Frère et sœur siamois

La réunion des deux sexes. — Collés ensemble. — Leur mariage avec deux jumeaux non soudés. — Inconvénients surprenants
I

Tous les hommes de ma génération ont connu les frères siamois qui sont morts aux environs de la soixantaine, si j’ai bonne mémoire, après s’être exhibés à peu près à travers le monde entier.

Après eux sont venues les sœurs siamoises, moins intéressantes et si le phénomène a pris le qualificatif de siamois, il est bien entendu que, quoique fort rare heureusement, il peut se produire sur n’importe quel point du globe, au milieu de n’importe quelle race, de même que les enfants, en venant au monde, peuvent être collés, soudés par n’importe quelle partie du corps. Il suffit d’aller au Musée Dupuytren, dans la section de tératologie, pour en être bien vite convaincu.

Mais les seuls qui aient quelque chance de vivre sont précisément ceux qui sont seulement soudés par une membrane extensible sur le côté, comme les frères siamois.

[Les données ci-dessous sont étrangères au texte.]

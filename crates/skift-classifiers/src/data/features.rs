//! Classifier inputs: the `X` feature table and the `y` target vector.
//!
//! Both keep whatever rank the caller handed in, so a wrongly shaped input is
//! reported by `fit`/`predict` instead of being unrepresentable.
use std::borrow::Cow;

use ndarray::{Array1, Array2, ArrayD, Axis, Ix2, IxDyn};

use crate::data::frame::Frame;
use crate::data::value::{Cell, Label};
use crate::error::{ClassifierError, Result};

/// The `X` argument of the estimator contract.
#[derive(Debug, Clone, PartialEq)]
pub enum Features {
    /// An unlabeled array of any rank; only rank 2 is accepted.
    Array(ArrayD<Cell>),
    /// A labeled-column table.
    Frame(Frame),
}

impl Features {
    pub fn ndim(&self) -> usize {
        match self {
            Features::Array(a) => a.ndim(),
            Features::Frame(_) => 2,
        }
    }

    pub fn shape(&self) -> Vec<usize> {
        match self {
            Features::Array(a) => a.shape().to_vec(),
            Features::Frame(f) => vec![f.nrows(), f.ncols()],
        }
    }

    /// A flat sequence as a 1-D array, which `fit`/`predict` reject.
    pub fn from_flat<T: Into<Cell>>(values: Vec<T>) -> Self {
        let values: Vec<Cell> = values.into_iter().map(Into::into).collect();
        Features::Array(Array1::from(values).into_dyn())
    }

    /// Check that `X` is two-dimensional and return its row count.
    pub fn validate(&self) -> Result<usize> {
        if self.ndim() != 2 {
            return Err(ClassifierError::Shape(format!(
                "FastTextClassifier methods must get a two-dimensional array \
                 (or castable) as the X parameter, got shape {:?}",
                self.shape()
            )));
        }
        Ok(self.shape()[0])
    }

    /// The column at a fixed position, rendered as text.
    pub fn column_at(&self, index: usize) -> Result<Vec<String>> {
        self.validate()?;
        let ncols = self.shape()[1];
        if index >= ncols {
            return Err(ClassifierError::ColumnIndex { index, ncols });
        }
        Ok(match self {
            Features::Array(a) => a
                .index_axis(Axis(1), index)
                .iter()
                .map(|c| c.to_string())
                .collect(),
            Features::Frame(f) => f.columns()[index].to_texts(),
        })
    }

    /// View `X` as a labeled frame; arrays get positional integer labels.
    pub fn to_frame(&self) -> Result<Cow<'_, Frame>> {
        match self {
            Features::Frame(f) => Ok(Cow::Borrowed(f)),
            Features::Array(a) => {
                self.validate()?;
                let view = a
                    .view()
                    .into_dimensionality::<Ix2>()
                    .map_err(|e| ClassifierError::Shape(e.to_string()))?;
                Ok(Cow::Owned(Frame::from_array(view)))
            }
        }
    }
}

impl From<Frame> for Features {
    fn from(frame: Frame) -> Self {
        Features::Frame(frame)
    }
}

impl From<&Frame> for Features {
    fn from(frame: &Frame) -> Self {
        Features::Frame(frame.clone())
    }
}

impl From<ArrayD<Cell>> for Features {
    fn from(array: ArrayD<Cell>) -> Self {
        Features::Array(array)
    }
}

impl From<Array2<Cell>> for Features {
    fn from(array: Array2<Cell>) -> Self {
        Features::Array(array.into_dyn())
    }
}

/// Rows of values. Ragged rows collapse to a 1-D array of nulls, which fails
/// validation just like a 1-D input.
impl<T: Into<Cell>> From<Vec<Vec<T>>> for Features {
    fn from(rows: Vec<Vec<T>>) -> Self {
        let nrows = rows.len();
        match rectangular(rows) {
            Some((ncols, data)) => Features::Array(
                ArrayD::from_shape_vec(IxDyn(&[nrows, ncols]), data)
                    .unwrap_or_else(|_| ArrayD::from_elem(IxDyn(&[nrows]), Cell::Null)),
            ),
            None => Features::Array(ArrayD::from_elem(IxDyn(&[nrows]), Cell::Null)),
        }
    }
}

/// The `y` argument of the estimator contract.
#[derive(Debug, Clone, PartialEq)]
pub struct Targets(ArrayD<Label>);

impl Targets {
    pub fn ndim(&self) -> usize {
        self.0.ndim()
    }

    pub fn shape(&self) -> &[usize] {
        self.0.shape()
    }

    /// Check that `y` is one-dimensional and return its labels.
    pub fn validate(&self) -> Result<Vec<Label>> {
        if self.ndim() != 1 {
            return Err(ClassifierError::Shape(format!(
                "FastTextClassifier methods must get a one-dimensional array \
                 as the y parameter, got shape {:?}",
                self.shape()
            )));
        }
        Ok(self.0.iter().cloned().collect())
    }

    /// Take the targets from a frame column.
    pub fn from_column(frame: &Frame, label: &Label) -> Result<Self> {
        let column = frame
            .column(label)
            .ok_or_else(|| ClassifierError::MissingColumn(label.to_string()))?;
        let labels = column
            .values()
            .iter()
            .map(Label::try_from)
            .collect::<Result<Vec<_>>>()?;
        Ok(Targets::from(labels))
    }

    /// Nested targets are two-dimensional and rejected by `fit`. Ragged rows
    /// are padded so the rank is still reported as 2.
    pub fn from_rows<T: Into<Label>>(rows: Vec<Vec<T>>) -> Self {
        let nrows = rows.len();
        let ncols = rows.iter().map(Vec::len).max().unwrap_or(0);
        let mut data = Vec::with_capacity(nrows * ncols);
        for row in rows {
            let len = row.len();
            data.extend(row.into_iter().map(Into::into));
            data.extend((len..ncols).map(|_| Label::Str(String::new())));
        }
        Targets(
            ArrayD::from_shape_vec(IxDyn(&[nrows, ncols]), data)
                .unwrap_or_else(|_| ArrayD::from_elem(IxDyn(&[nrows, 0]), Label::Int(0))),
        )
    }
}

impl<T: Into<Label>> From<Vec<T>> for Targets {
    fn from(values: Vec<T>) -> Self {
        let labels: Vec<Label> = values.into_iter().map(Into::into).collect();
        Targets(Array1::from(labels).into_dyn())
    }
}

impl From<Array1<Label>> for Targets {
    fn from(array: Array1<Label>) -> Self {
        Targets(array.into_dyn())
    }
}

impl From<ArrayD<Label>> for Targets {
    fn from(array: ArrayD<Label>) -> Self {
        Targets(array)
    }
}

fn rectangular<T: Into<Cell>>(rows: Vec<Vec<T>>) -> Option<(usize, Vec<Cell>)> {
    let ncols = rows.first().map_or(0, Vec::len);
    if rows.iter().any(|r| r.len() != ncols) {
        return None;
    }
    let data = rows.into_iter().flatten().map(Into::into).collect();
    Some((ncols, data))
}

Il est évident que ceux qui sont soudés du haut en bas du corps ou par la tête, ne tardent pas à mourir après leur naissance.

Cependant j’ai eu la chance de voir en Amérique, il y a quelques années, deux sujets tout à fait nouveaux et inconnus jusqu’à ce jour et c’est d’eux dont je veux parler aujourd’hui.

Comme ces braves gens sont encore relativement jeunes et qu’ils ont eu la bonne fortune d’échapper jusqu’à ce jour à une notoriété qui leur serait absolument pénible, je me garderai bien de dire dans quelle partie de l’Amérique, j’ai eu la bonne fortune de faire leur connaissance. Tout ce que je puis dire, sans trahir leur incognito, c’est qu’ils étaient d’origine irlandaise.

Quand je me liai d’amitié avec ce couple aimable, lié si intimement et forcément par une membrane extensible sur le côté, tout comme les frères siamois, il y a bientôt huit ans, ils venaient de se marier et avaient à peu près exactement vingt-cinq ans.

Évidemment, au premier abord, il n’y a rien d’extraordinaire à ce qu’ils se soient mariés, ces braves gens, tout comme les frères siamois, mais où ça devient intéressant, c’est quand je vous aurai dit qu’ils étaient bien deux, mais pas du même sexe et que le couple soudé était composé d’un frère et d’une sœur !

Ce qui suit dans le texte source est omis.